_What to work on_
What is expected is a word-for-word copy of all the entries.
==== Records shown ====
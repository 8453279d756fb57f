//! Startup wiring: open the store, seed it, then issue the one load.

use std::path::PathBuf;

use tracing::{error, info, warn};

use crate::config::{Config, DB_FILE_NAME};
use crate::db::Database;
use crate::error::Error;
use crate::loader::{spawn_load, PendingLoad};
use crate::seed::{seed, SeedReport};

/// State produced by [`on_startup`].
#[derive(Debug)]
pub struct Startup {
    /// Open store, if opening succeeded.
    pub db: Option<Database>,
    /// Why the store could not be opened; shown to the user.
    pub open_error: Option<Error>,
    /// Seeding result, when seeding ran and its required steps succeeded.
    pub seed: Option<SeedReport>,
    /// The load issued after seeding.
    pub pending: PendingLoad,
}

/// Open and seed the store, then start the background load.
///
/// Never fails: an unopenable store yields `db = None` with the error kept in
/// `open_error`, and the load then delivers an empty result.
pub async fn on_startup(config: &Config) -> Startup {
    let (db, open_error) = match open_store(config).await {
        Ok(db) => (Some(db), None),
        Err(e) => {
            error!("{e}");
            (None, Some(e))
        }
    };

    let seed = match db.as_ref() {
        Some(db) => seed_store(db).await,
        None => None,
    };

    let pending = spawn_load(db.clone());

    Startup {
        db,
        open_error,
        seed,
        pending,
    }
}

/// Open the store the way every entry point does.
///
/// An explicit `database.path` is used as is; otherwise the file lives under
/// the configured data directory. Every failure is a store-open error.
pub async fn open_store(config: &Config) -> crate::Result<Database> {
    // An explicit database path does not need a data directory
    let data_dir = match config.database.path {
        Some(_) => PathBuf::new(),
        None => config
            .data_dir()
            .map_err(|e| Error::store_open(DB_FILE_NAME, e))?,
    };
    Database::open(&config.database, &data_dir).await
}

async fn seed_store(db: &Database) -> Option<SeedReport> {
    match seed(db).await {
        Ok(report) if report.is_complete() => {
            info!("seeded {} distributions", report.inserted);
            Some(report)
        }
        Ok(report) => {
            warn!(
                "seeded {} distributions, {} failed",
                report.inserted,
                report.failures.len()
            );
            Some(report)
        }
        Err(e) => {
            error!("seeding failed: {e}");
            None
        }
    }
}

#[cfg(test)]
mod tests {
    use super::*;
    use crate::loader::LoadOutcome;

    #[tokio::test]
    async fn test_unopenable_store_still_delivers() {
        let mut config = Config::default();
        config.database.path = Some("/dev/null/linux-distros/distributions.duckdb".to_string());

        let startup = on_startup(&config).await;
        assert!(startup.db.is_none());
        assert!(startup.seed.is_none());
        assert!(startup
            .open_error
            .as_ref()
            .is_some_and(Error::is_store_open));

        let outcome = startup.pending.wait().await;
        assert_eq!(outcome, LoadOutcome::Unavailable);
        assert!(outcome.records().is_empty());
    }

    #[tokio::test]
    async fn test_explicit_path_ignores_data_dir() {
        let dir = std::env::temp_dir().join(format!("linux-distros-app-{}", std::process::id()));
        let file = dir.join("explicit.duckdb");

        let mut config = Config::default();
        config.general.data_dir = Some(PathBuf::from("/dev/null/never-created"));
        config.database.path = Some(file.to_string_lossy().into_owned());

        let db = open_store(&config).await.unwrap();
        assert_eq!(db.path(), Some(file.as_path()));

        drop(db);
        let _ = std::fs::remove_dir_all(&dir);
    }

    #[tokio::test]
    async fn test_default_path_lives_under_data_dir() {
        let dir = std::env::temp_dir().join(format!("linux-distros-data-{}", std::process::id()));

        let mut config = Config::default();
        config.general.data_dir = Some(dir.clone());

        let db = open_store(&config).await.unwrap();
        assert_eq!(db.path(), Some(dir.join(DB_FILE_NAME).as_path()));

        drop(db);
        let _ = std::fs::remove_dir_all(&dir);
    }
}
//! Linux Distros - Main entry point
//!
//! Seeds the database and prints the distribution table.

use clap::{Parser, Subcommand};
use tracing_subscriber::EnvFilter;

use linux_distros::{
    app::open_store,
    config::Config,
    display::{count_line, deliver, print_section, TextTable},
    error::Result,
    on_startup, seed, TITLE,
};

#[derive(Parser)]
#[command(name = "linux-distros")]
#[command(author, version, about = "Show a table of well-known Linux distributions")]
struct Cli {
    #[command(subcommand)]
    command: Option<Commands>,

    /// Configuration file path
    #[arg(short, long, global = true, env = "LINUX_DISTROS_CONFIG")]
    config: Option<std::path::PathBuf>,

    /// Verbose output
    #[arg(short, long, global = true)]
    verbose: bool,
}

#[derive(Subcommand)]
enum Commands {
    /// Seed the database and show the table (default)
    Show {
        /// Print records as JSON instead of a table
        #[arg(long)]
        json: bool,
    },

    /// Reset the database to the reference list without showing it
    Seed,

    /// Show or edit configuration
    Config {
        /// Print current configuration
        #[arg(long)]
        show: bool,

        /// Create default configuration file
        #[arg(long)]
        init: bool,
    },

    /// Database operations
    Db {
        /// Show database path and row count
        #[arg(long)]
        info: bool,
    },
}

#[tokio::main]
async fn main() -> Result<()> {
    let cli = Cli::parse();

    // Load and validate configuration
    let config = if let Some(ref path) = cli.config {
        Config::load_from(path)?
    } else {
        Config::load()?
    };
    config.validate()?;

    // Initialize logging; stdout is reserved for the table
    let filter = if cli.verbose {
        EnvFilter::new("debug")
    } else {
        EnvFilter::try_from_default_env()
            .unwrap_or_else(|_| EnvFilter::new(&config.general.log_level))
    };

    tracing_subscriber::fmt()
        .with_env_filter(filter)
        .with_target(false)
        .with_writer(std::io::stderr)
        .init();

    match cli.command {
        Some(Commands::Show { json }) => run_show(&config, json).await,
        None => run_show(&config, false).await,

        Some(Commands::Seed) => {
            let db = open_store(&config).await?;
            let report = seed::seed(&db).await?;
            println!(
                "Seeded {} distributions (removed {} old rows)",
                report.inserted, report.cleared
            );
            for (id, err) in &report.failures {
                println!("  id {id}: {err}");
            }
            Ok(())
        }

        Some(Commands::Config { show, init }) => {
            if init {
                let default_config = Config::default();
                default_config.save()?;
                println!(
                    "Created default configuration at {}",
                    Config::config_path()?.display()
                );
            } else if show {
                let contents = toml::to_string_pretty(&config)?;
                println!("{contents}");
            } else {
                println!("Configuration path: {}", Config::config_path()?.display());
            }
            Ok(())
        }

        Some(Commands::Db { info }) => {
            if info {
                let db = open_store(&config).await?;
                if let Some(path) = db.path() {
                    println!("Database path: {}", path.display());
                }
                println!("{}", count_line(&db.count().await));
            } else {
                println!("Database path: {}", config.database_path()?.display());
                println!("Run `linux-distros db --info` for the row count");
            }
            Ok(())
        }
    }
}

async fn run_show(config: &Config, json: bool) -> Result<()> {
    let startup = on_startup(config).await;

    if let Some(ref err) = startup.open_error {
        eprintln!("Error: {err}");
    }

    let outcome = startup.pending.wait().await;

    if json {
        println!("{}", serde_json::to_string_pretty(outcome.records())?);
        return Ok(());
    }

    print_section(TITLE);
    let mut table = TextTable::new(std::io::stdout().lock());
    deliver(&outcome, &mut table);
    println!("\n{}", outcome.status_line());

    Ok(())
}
====
_Answer area_
repository 8453279d756fb57f
//! Startup wiring: open the store, seed it, then issue the one load.

use std::path::PathBuf;

use tracing::{error, info, warn};

use crate::config::{Config, DB_FILE_NAME};
use crate::db::Database;
use crate::error::Error;
use crate::loader::{spawn_load, PendingLoad};
use crate::seed::{seed, SeedReport};

/// State produced by [`on_startup`].
#[derive(Debug)]
pub struct Startup {
    /// Open store, if opening succeeded.
    pub db: Option<Database>,
    /// Why the store could not be opened; shown to the user.
    pub open_error: Option<Error>,
    /// Seeding result, when seeding ran and its required steps succeeded.
    pub seed: Option<SeedReport>,
    /// The load issued after seeding.
    pub pending: PendingLoad,
}

/// Open and seed the store, then start the background load.
///
/// Never fails: an unopenable store yields `db = None` with the error kept in
/// `open_error`, and the load then delivers an empty result.
pub async fn on_startup(config: &Config) -> Startup {
    let (db, open_error) = match open_store(config).await {
        Ok(db) => (Some(db), None),
        Err(e) => {
            error!("{e}");
            (None, Some(e))
        }
    };

    let seed = match db.as_ref() {
        Some(db) => seed_store(db).await,
        None => None,
    };

    let pending = spawn_load(db.clone());

    Startup {
        db,
        open_error,
        seed,
        pending,
    }
}

/// Open the store the way every entry point does.
///
/// An explicit `database.path` is used as is; otherwise the file lives under
/// the configured data directory. Every failure is a store-open error.
pub async fn open_store(config: &Config) -> crate::Result<Database> {
    // An explicit database path does not need a data directory
    let data_dir = match config.database.path {
        Some(_) => PathBuf::new(),
        None => config
            .data_dir()
            .map_err(|e| Error::store_open(DB_FILE_NAME, e))?,
    };
    Database::open(&config.database, &data_dir).await
}

async fn seed_store(db: &Database) -> Option<SeedReport> {
    match seed(db).await {
        Ok(report) if report.is_complete() => {
            info!("seeded {} distributions", report.inserted);
            Some(report)
        }
        Ok(report) => {
            warn!(
                "seeded {} distributions, {} failed",
                report.inserted,
                report.failures.len()
            );
            Some(report)
        }
        Err(e) => {
            error!("seeding failed: {e}");
            None
        }
    }
}

#[cfg(test)]
mod tests {
    use super::*;
    use crate::loader::LoadOutcome;

    #[tokio::test]
    async fn test_unopenable_store_still_delivers() {
        let mut config = Config::default();
        config.database.path = Some("/dev/null/linux-distros/distributions.duckdb".to_string());

        let startup = on_startup(&config).await;
        assert!(startup.db.is_none());
        assert!(startup.seed.is_none());
        assert!(startup
            .open_error
            .as_ref()
            .is_some_and(Error::is_store_open));

        let outcome = startup.pending.wait().await;
        assert_eq!(outcome, LoadOutcome::Unavailable);
        assert!(outcome.records().is_empty());
    }

    #[tokio::test]
    async fn test_explicit_path_ignores_data_dir() {
        let dir = std::env::temp_dir().join(format!("linux-distros-app-{}", std::process::id()));
        let file = dir.join("explicit.duckdb");

        let mut config = Config::default();
        config.general.data_dir = Some(PathBuf::from("/dev/null/never-created"));
        config.database.path = Some(file.to_string_lossy().into_owned());

        let db = open_store(&config).await.unwrap();
        assert_eq!(db.path(), Some(file.as_path()));

        drop(db);
        let _ = std::fs::remove_dir_all(&dir);
    }

    #[tokio::test]
    async fn test_default_path_lives_under_data_dir() {
        let dir = std::env::temp_dir().join(format!("linux-distros-data-{}", std::process::id()));

        let mut config = Config::default();
        config.general.data_dir = Some(dir.clone());

        let db = open_store(&config).await.unwrap();
        assert_eq!(db.path(), Some(dir.join(DB_FILE_NAME).as_path()));

        drop(db);
        let _ = std::fs::remove_dir_all(&dir);
    }
}
//! Linux Distros - Main entry point
//!
//! Seeds the database and prints the distribution table.

use clap::{Parser, Subcommand};
use tracing_subscriber::EnvFilter;

use linux_distros::{
    app::open_store,
    config::Config,
    display::{count_line, deliver, print_section, TextTable},
    error::Result,
    on_startup, seed, TITLE,
};

#[derive(Parser)]
#[command(name = "linux-distros")]
#[command(author, version, about = "Show a table of well-known Linux distributions")]
struct Cli {
    #[command(subcommand)]
    command: Option<Commands>,

    /// Configuration file path
    #[arg(short, long, global = true, env = "LINUX_DISTROS_CONFIG")]
    config: Option<std::path::PathBuf>,

    /// Verbose output
    #[arg(short, long, global = true)]
    verbose: bool,
}

#[derive(Subcommand)]
enum Commands {
    /// Seed the database and show the table (default)
    Show {
        /// Print records as JSON instead of a table
        #[arg(long)]
        json: bool,
    },

    /// Reset the database to the reference list without showing it
    Seed,

    /// Show or edit configuration
    Config {
        /// Print current configuration
        #[arg(long)]
        show: bool,

        /// Create default configuration file
        #[arg(long)]
        init: bool,
    },

    /// Database operations
    Db {
        /// Show database path and row count
        #[arg(long)]
        info: bool,
    },
}

#[tokio::main]
async fn main() -> Result<()> {
    let cli = Cli::parse();

    // Load and validate configuration
    let config = if let Some(ref path) = cli.config {
        Config::load_from(path)?
    } else {
        Config::load()?
    };
    config.validate()?;

    // Initialize logging; stdout is reserved for the table
    let filter = if cli.verbose {
        EnvFilter::new("debug")
    } else {
        EnvFilter::try_from_default_env()
            .unwrap_or_else(|_| EnvFilter::new(&config.general.log_level))
    };

    tracing_subscriber::fmt()
        .with_env_filter(filter)
        .with_target(false)
        .with_writer(std::io::stderr)
        .init();

    match cli.command {
        Some(Commands::Show { json }) => run_show(&config, json).await,
        None => run_show(&config, false).await,

        Some(Commands::Seed) => {
            let db = open_store(&config).await?;
            let report = seed::seed(&db).await?;
            println!(
                "Seeded {} distributions (removed {} old rows)",
                report.inserted, report.cleared
            );
            for (id, err) in &report.failures {
                println!("  id {id}: {err}");
            }
            Ok(())
        }

        Some(Commands::Config { show, init }) => {
            if init {
                let default_config = Config::default();
                default_config.save()?;
                println!(
                    "Created default configuration at {}",
                    Config::config_path()?.display()
                );
            } else if show {
                let contents = toml::to_string_pretty(&config)?;
                println!("{contents}");
            } else {
                println!("Configuration path: {}", Config::config_path()?.display());
            }
            Ok(())
        }

        Some(Commands::Db { info }) => {
            if info {
                let db = open_store(&config).await?;
                if let Some(path) = db.path() {
                    println!("Database path: {}", path.display());
                }
                println!("{}", count_line(&db.count().await));
            } else {
                println!("Database path: {}", config.database_path()?.display());
                println!("Run `linux-distros db --info` for the row count");
            }
            Ok(())
        }
    }
}

async fn run_show(config: &Config, json: bool) -> Result<()> {
    let startup = on_startup(config).await;

    if let Some(ref err) = startup.open_error {
        eprintln!("Error: {err}");
    }

    let outcome = startup.pending.wait().await;

    if json {
        println!("{}", serde_json::to_string_pretty(outcome.records())?);
        return Ok(());
    }

    print_section(TITLE);
    let mut table = TextTable::new(std::io::stdout().lock());
    deliver(&outcome, &mut table);
    println!("\n{}", outcome.status_line());

    Ok(())
}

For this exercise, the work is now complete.